If the roots of the equation
$\left(x-a\right)\left(x-b\right)+\left(x-b\right)\left(x-c\right)+\left(x-c\right)\left(x-a\right)=0$ are equal, then $a^2+b^2+c^2$ is equal to

• A. a + b + c
• B. 2a + b + c
• C. 3abc
• D. ab + bc + ca
• E. abc

Answer 1

Answer: (D)

Given equation is
$(x-a)(x-b)+(x-b)(x-c)+(x-c)(x-a)=0$
$\Rightarrow x^2-(a+b)x+ab+x^2-(b+c)x+bc+x^2-(c+a)x+ca=0$
$\Rightarrow 3x^2-2(a+b+c)x+(ab+bc+ca)=0$
Since, roots of the above equation are equal.
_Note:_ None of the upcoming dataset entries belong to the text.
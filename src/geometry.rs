//! 2D predicates and UV interpolation used by the plane-local clipper.

use crate::float_types::{EPSILON, Real};
use nalgebra::{Point2, Vector2};

/// Intersection of segments `(from_a, to_a)` and `(from_b, to_b)`.
///
/// The second segment is rotated into the frame of the first, which turns
/// the crossing test into a sign check on the rotated y coordinates. An
/// endpoint of B exactly on line A counts as non-crossing on one side
/// (`>= 0`), so shared endpoints do not double-count.
pub fn segment_intersects_segment(
    from_a: &Point2<Real>,
    to_a: &Point2<Real>,
    from_b: &Point2<Real>,
    to_b: &Point2<Real>,
) -> Option<Point2<Real>> {
    let b = to_a - from_a;
    let c = from_b - from_a;
    let d = to_b - from_a;

    let ab_len = b.dot(&b);
    if ab_len <= 0.0 {
        return None;
    }
    let bn = b / ab_len;
    let c = Vector2::new(c.x * bn.x + c.y * bn.y, c.y * bn.x - c.x * bn.y);
    let d = Vector2::new(d.x * bn.x + d.y * bn.y, d.y * bn.x - d.x * bn.y);

    if (c.y < 0.0 && d.y < 0.0) || (c.y >= 0.0 && d.y >= 0.0) {
        return None;
    }

    let ab_pos = d.x + (c.x - d.x) * d.y / (d.y - c.y);
    if !(0.0..=1.0).contains(&ab_pos) {
        return None;
    }

    Some(from_a + b * ab_pos)
}

/// Closest point to `p` on the segment `(a, b)`.
pub fn closest_point_to_segment(
    p: &Point2<Real>,
    a: &Point2<Real>,
    b: &Point2<Real>,
) -> Point2<Real> {
    let rel = p - a;
    let dir = b - a;
    let l2 = dir.norm_squared();
    if l2 < 1e-20 {
        return *a;
    }
    let t = dir.dot(&rel) / l2;
    if t <= 0.0 {
        *a
    } else if t >= 1.0 {
        *b
    } else {
        a + dir * t
    }
}

/// Strict sign-orientation containment test. Points on an edge are outside.
pub fn is_point_in_triangle(
    s: &Point2<Real>,
    a: &Point2<Real>,
    b: &Point2<Real>,
    c: &Point2<Real>,
) -> bool {
    let an = a - s;
    let bn = b - s;
    let cn = c - s;

    let orientation = an.perp(&bn) > 0.0;
    if (bn.perp(&cn) > 0.0) != orientation {
        return false;
    }
    (cn.perp(&an) > 0.0) == orientation
}

/// Cross product of `(a - o)` and `(b - o)`, twice the signed triangle area.
#[inline]
pub fn cross2(o: &Point2<Real>, a: &Point2<Real>, b: &Point2<Real>) -> Real {
    (a.x - o.x) * (b.y - o.y) - (a.y - o.y) * (b.x - o.x)
}

/// UV for a point `b` on the segment from `a` to `c`, by arc-length ratio.
pub fn interpolate_uv(
    vertex_a: &Point2<Real>,
    vertex_b: &Point2<Real>,
    vertex_c: &Point2<Real>,
    uv_a: &Vector2<Real>,
    uv_c: &Vector2<Real>,
) -> Vector2<Real> {
    let len_a_c = (vertex_c - vertex_a).norm();
    if len_a_c < EPSILON {
        return *uv_a;
    }
    let len_a_b = (vertex_b - vertex_a).norm();
    let t = len_a_b / len_a_c;
    uv_a.lerp(uv_c, t)
}

/// Barycentric UV for a point inside a triangle. Falls back to the
/// matching corner UV when the point sits on a vertex, and to the first
/// corner when the triangle is degenerate.
pub fn interpolate_triangle_uv(
    pos: &Point2<Real>,
    vtx: &[Point2<Real>; 3],
    uv: &[Vector2<Real>; 3],
) -> Vector2<Real> {
    for i in 0..3 {
        if (pos - vtx[i]).norm_squared() < EPSILON * EPSILON {
            return uv[i];
        }
    }

    let v0 = vtx[1] - vtx[0];
    let v1 = vtx[2] - vtx[0];
    let v2 = pos - vtx[0];

    let d00 = v0.dot(&v0);
    let d01 = v0.dot(&v1);
    let d11 = v1.dot(&v1);
    let d20 = v2.dot(&v0);
    let d21 = v2.dot(&v1);
    let denom = d00 * d11 - d01 * d01;
    if denom == 0.0 {
        return uv[0];
    }
    let v = (d11 * d20 - d01 * d21) / denom;
    let w = (d00 * d21 - d01 * d20) / denom;
    let u = 1.0 - v - w;

    uv[0] * u + uv[1] * v + uv[2] * w
}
Then, discriminant,$D=0$
$\Rightarrow 4(a+b+c{)}^2-12(ab+bc+ca)=0$
$\Rightarrow (a+b+c{)}^2-3(ab+bc+ca)=0$
$\Rightarrow a^2+b^2+c^2+2ab+2bc$
$+2ca-3(ab+bc+ca)=0$
$\Rightarrow a^2+b^2+c^2=ab+bc+ca$